## Prompt
When you retype the data, keep every line exactly as it appears.

━━━ Data to process ━━━

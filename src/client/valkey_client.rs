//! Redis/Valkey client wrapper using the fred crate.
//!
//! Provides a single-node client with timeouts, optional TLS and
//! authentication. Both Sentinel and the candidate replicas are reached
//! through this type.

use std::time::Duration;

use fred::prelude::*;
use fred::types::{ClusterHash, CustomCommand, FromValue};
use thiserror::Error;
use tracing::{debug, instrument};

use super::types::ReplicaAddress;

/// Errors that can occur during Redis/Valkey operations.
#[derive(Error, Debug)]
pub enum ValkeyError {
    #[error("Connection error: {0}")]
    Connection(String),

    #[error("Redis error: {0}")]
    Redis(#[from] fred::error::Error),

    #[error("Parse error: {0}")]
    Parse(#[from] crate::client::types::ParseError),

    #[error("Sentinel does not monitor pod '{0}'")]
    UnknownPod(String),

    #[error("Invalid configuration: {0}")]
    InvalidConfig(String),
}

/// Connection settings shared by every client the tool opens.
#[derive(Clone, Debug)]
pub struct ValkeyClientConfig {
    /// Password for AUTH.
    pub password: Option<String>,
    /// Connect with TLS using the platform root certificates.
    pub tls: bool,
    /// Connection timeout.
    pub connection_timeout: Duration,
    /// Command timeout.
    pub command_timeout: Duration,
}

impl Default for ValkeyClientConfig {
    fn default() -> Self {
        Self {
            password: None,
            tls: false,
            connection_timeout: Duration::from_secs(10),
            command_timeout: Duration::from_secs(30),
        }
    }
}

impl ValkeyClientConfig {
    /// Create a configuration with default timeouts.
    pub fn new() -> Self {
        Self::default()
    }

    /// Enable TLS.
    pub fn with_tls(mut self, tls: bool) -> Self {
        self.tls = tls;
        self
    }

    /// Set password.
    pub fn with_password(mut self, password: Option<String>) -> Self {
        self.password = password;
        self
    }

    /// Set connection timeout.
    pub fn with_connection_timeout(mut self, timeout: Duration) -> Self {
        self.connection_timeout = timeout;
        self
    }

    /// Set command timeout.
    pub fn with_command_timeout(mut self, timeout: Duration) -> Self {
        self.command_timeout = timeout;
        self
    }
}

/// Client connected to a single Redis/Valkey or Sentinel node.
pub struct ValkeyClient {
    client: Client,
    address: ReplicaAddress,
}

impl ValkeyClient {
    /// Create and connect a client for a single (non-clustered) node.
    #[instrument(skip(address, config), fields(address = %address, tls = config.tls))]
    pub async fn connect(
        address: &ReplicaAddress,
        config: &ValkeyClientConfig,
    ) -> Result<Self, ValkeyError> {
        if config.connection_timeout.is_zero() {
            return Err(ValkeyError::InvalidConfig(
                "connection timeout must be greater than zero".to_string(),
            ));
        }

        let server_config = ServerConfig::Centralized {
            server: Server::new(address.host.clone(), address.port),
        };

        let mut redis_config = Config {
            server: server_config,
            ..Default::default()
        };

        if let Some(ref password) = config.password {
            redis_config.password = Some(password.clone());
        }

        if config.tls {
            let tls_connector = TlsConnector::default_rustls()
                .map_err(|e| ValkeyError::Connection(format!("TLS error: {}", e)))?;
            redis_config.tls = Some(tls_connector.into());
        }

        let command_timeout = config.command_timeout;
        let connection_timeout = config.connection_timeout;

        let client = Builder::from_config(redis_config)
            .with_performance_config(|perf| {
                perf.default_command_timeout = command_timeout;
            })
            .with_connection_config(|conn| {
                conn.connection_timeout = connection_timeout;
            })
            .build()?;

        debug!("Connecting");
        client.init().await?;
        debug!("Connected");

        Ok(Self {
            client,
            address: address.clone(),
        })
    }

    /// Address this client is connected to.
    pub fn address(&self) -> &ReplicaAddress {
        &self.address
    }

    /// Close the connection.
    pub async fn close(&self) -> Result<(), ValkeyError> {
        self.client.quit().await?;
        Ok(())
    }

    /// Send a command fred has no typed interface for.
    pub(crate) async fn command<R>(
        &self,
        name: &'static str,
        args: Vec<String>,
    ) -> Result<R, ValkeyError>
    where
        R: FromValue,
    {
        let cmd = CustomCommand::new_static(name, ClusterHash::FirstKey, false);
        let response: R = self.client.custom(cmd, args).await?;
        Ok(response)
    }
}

━━━

## Reply
filename src/client/valkey_client.rs
//! Redis/Valkey client wrapper using the fred crate.
//!
//! Provides a single-node client with timeouts, optional TLS and
//! authentication. Both Sentinel and the candidate replicas are reached
//! through this type.

use std::time::Duration;

use fred::prelude::*;
use fred::types::{ClusterHash, CustomCommand, FromValue};
use thiserror::Error;
use tracing::{debug, instrument};

use super::types::ReplicaAddress;

/// Errors that can occur during Redis/Valkey operations.
#[derive(Error, Debug)]
pub enum ValkeyError {
    #[error("Connection error: {0}")]
    Connection(String),

    #[error("Redis error: {0}")]
    Redis(#[from] fred::error::Error),

    #[error("Parse error: {0}")]
    Parse(#[from] crate::client::types::ParseError),

    #[error("Sentinel does not monitor pod '{0}'")]
    UnknownPod(String),

    #[error("Invalid configuration: {0}")]
    InvalidConfig(String),
}

/// Connection settings shared by every client the tool opens.
#[derive(Clone, Debug)]
pub struct ValkeyClientConfig {
    /// Password for AUTH.
    pub password: Option<String>,
    /// Connect with TLS using the platform root certificates.
    pub tls: bool,
    /// Connection timeout.
    pub connection_timeout: Duration,
    /// Command timeout.
    pub command_timeout: Duration,
}

impl Default for ValkeyClientConfig {
    fn default() -> Self {
        Self {
            password: None,
            tls: false,
            connection_timeout: Duration::from_secs(10),
            command_timeout: Duration::from_secs(30),
        }
    }
}

impl ValkeyClientConfig {
    /// Create a configuration with default timeouts.
    pub fn new() -> Self {
        Self::default()
    }

    /// Enable TLS.
    pub fn with_tls(mut self, tls: bool) -> Self {
        self.tls = tls;
        self
    }

    /// Set password.
    pub fn with_password(mut self, password: Option<String>) -> Self {
        self.password = password;
        self
    }

    /// Set connection timeout.
    pub fn with_connection_timeout(mut self, timeout: Duration) -> Self {
        self.connection_timeout = timeout;
        self
    }

    /// Set command timeout.
    pub fn with_command_timeout(mut self, timeout: Duration) -> Self {
        self.command_timeout = timeout;
        self
    }
}

/// Client connected to a single Redis/Valkey or Sentinel node.
pub struct ValkeyClient {
    client: Client,
    address: ReplicaAddress,
}

impl ValkeyClient {
    /// Create and connect a client for a single (non-clustered) node.
    #[instrument(skip(address, config), fields(address = %address, tls = config.tls))]
    pub async fn connect(
        address: &ReplicaAddress,
        config: &ValkeyClientConfig,
    ) -> Result<Self, ValkeyError> {
        if config.connection_timeout.is_zero() {
            return Err(ValkeyError::InvalidConfig(
                "connection timeout must be greater than zero".to_string(),
            ));
        }

        let server_config = ServerConfig::Centralized {
            server: Server::new(address.host.clone(), address.port),
        };

        let mut redis_config = Config {
            server: server_config,
            ..Default::default()
        };

        if let Some(ref password) = config.password {
            redis_config.password = Some(password.clone());
        }

        if config.tls {
            let tls_connector = TlsConnector::default_rustls()
                .map_err(|e| ValkeyError::Connection(format!("TLS error: {}", e)))?;
            redis_config.tls = Some(tls_connector.into());
        }

        let command_timeout = config.command_timeout;
        let connection_timeout = config.connection_timeout;

        let client = Builder::from_config(redis_config)
            .with_performance_config(|perf| {
                perf.default_command_timeout = command_timeout;
            })
            .with_connection_config(|conn| {
                conn.connection_timeout = connection_timeout;
            })
            .build()?;

        debug!("Connecting");
        client.init().await?;
        debug!("Connected");

        Ok(Self {
            client,
            address: address.clone(),
        })
    }

    /// Address this client is connected to.
    pub fn address(&self) -> &ReplicaAddress {
        &self.address
    }

    /// Close the connection.
    pub async fn close(&self) -> Result<(), ValkeyError> {
        self.client.quit().await?;
        Ok(())
    }

    /// Send a command fred has no typed interface for.
    pub(crate) async fn command<R>(
        &self,
        name: &'static str,
        args: Vec<String>,
    ) -> Result<R, ValkeyError>
    where
        R: FromValue,
    {
        let cmd = CustomCommand::new_static(name, ClusterHash::FirstKey, false);
        let response: R = self.client.custom(cmd, args).await?;
        Ok(response)
    }
}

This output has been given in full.